Oracle's decision to take on VMware by releasing its own virtualization platform -- Oracle VM -- will force users...
to confront some difficult questions about support, standardization and compatibility, according to experts.
And despite all of the hype surrounding the Oracle VM announcement, don't expect companies to start standardizing on Oracle VM just yet, said Mike Amble, an independent Oracle consultant and former Oracle database and business applications user with Fidelity Investments.
"When you think about data centers, they've just become terribly, terribly expensive," Amble said. "So the only logical process from a vendor's perspective is to allow you to jam more and more processing into a smaller space, because that allows you to grow."
Oracle raised eyebrows at its annual OpenWorld conference last month when it took the wraps off its new Xen-based virtualization platform. But Oracle wasn't alone. Sun Microsystems also decided to enter the virtualization fray that day with a Xen-based platform of its own.
Oracle's virtualization announcement, and conflicting statements about whether Oracle would support Oracle applications running in VMware virtual machines going forward, led to a great deal of speculation among IT industry analysts and technology users. As it stands now, Oracle says it doesn't officially support its apps running in VMware, but does so in practice.
Oracle and Sun will be competing head-to-head with virtualization heavyweights like VMware and Microsoft. But they're also likely to spend a great deal of time and money marketing their platforms as a solid alternative to established open source virtualization providers. Iams said the stiffest competition there will come from Red Hat and Novell, which provide Xen-based virtualization capabilities along with their Linux distributions, and to a lesser extent, independent providers like Virtual Iron and Citrix.
"But the critical player here is VMware," Iams said. "VMware showed that there is a very healthy business around virtual machine platforms, and so all of these other players are here to try and take away some of that business."
It's hard to accurately predict how well these emerging open source virtualization systems will "play together," Iams said, but from an operational standpoint, don't expect much compatibility at all.
"They really are all completely different products that will have to be managed separately," he said.
Users should keep an eye on support issues
Oracle's conflicting statements about supporting VMware users are symptomatic of a larger issue affecting virtualization technology users -- an issue that cuts across proprietary and open source lines.

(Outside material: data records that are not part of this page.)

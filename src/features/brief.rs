//! 回転補正付きBRIEF記述子

use super::{Descriptor, DESCRIPTOR_BYTES};
use image::GrayImage;
use lazy_static::lazy_static;
use rand::rngs::StdRng;
use rand::{Rng, SeedableRng};

/// 方向推定に使う円形パッチの半径
pub const HALF_PATCH: i32 = 15;

/// サンプリング点の最大オフセット（回転後も `HALF_PATCH * √2` 以内に収まる）
const SAMPLE_LIMIT: f32 = 13.0;

const PATTERN_SEED: u64 = 0x0bb1_2017;
const PATTERN_SIGMA: f32 = 31.0 / 5.0;

lazy_static! {
    /// 比較点ペア（パッチ中心からのオフセット）
    static ref PATTERN: Vec<[(f32, f32); 2]> = build_pattern();

    /// 円形パッチの各行の最大 |dx|
    static ref UMAX: Vec<i32> = (0..=HALF_PATCH)
        .map(|v| (((HALF_PATCH * HALF_PATCH - v * v) as f32).sqrt()).floor() as i32)
        .collect();
}

fn build_pattern() -> Vec<[(f32, f32); 2]> {
    let mut rng = StdRng::seed_from_u64(PATTERN_SEED);
    let mut gauss = || {
        // Box-Muller
        let u1: f32 = rng.gen_range(f32::EPSILON..1.0);
        let u2: f32 = rng.gen_range(0.0..1.0);
        let z = (-2.0 * u1.ln()).sqrt() * (2.0 * std::f32::consts::PI * u2).cos();
        (z * PATTERN_SIGMA).clamp(-SAMPLE_LIMIT, SAMPLE_LIMIT).round()
    };

    (0..DESCRIPTOR_BYTES * 8)
        .map(|_| [(gauss(), gauss()), (gauss(), gauss())])
        .collect()
}

/// 強度重心法によるキーポイントの方向（ラジアン）
pub fn orientation(image: &GrayImage, x: u32, y: u32) -> f32 {
    let (cx, cy) = (x as i32, y as i32);
    let px = |dx: i32, dy: i32| image.get_pixel((cx + dx) as u32, (cy + dy) as u32)[0] as f32;

    let mut m01 = 0f32;
    let mut m10 = 0f32;
    for dy in -HALF_PATCH..=HALF_PATCH {
        let reach = UMAX[dy.unsigned_abs() as usize];
        for dx in -reach..=reach {
            let v = px(dx, dy);
            m10 += dx as f32 * v;
            m01 += dy as f32 * v;
        }
    }

    m01.atan2(m10)
}

/// 平滑化済み画像からキーポイントの256bit記述子を計算
pub fn describe(smoothed: &GrayImage, x: u32, y: u32, angle: f32) -> Descriptor {
    let (width, height) = smoothed.dimensions();
    let (sin, cos) = angle.sin_cos();
    let sample = |(px, py): (f32, f32)| {
        let rx = (px * cos - py * sin).round() as i64 + x as i64;
        let ry = (px * sin + py * cos).round() as i64 + y as i64;
        let rx = rx.clamp(0, width as i64 - 1) as u32;
        let ry = ry.clamp(0, height as i64 - 1) as u32;
        smoothed.get_pixel(rx, ry)[0]
    };

    let mut descriptor = [0u8; DESCRIPTOR_BYTES];
    for (bit, [a, b]) in PATTERN.iter().enumerate() {
        if sample(*a) < sample(*b) {
            descriptor[bit / 8] |= 1 << (bit % 8);
        }
    }
    descriptor
}

#[cfg(test)]
mod tests {
    use super::*;
    use image::Luma;

    #[test]
    fn test_pattern_is_deterministic() {
        assert_eq!(PATTERN.len(), 256);
        assert_eq!(*PATTERN, build_pattern());
        for [a, b] in PATTERN.iter() {
            assert!(a.0.abs() <= SAMPLE_LIMIT && a.1.abs() <= SAMPLE_LIMIT);
            assert!(b.0.abs() <= SAMPLE_LIMIT && b.1.abs() <= SAMPLE_LIMIT);
        }
    }

    #[test]
    fn test_orientation_points_to_bright_side() {
        // 右半分が明るい → 方向はほぼ0rad
        let img = GrayImage::from_fn(64, 64, |x, _| if x >= 32 { Luma([200]) } else { Luma([10]) });
        let angle = orientation(&img, 32, 32);
        assert!(angle.abs() < 0.1, "angle = {}", angle);

        // 下半分が明るい → ほぼ π/2
        let img = GrayImage::from_fn(64, 64, |_, y| if y >= 32 { Luma([200]) } else { Luma([10]) });
        let angle = orientation(&img, 32, 32);
        assert!((angle - std::f32::consts::FRAC_PI_2).abs() < 0.1, "angle = {}", angle);
    }

    #[test]
    fn test_flat_patch_gives_zero_descriptor() {
        let img = GrayImage::from_pixel(64, 64, Luma([90]));
        assert_eq!(describe(&img, 32, 32, 0.7), [0u8; DESCRIPTOR_BYTES]);
    }
}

The problem, Iams said, is that independent software vendors (ISVs) like Oracle all have varying and sometimes confusing terms for which platforms they'll support and how they'll support them.
"It's something that users really have to pay attention to," he said. "I haven't heard of any situations where virtualization breaks the software, but you may get performance problems and tuning issues that you're going to need help with from the ISV."
Iams has, however, heard about situations where ISVs were less than helpful on support calls. For instance, he said, when there is a problem with the ISV software, the ISV will often demand that users prove the bug exists in the physical environment before they step up and support it in the virtual environment.
"That's just a lot more work for the users to make sure that the application runs correctly," he said. "It's important to make sure that the ISV fully stands behind [its] software in a virtual environment."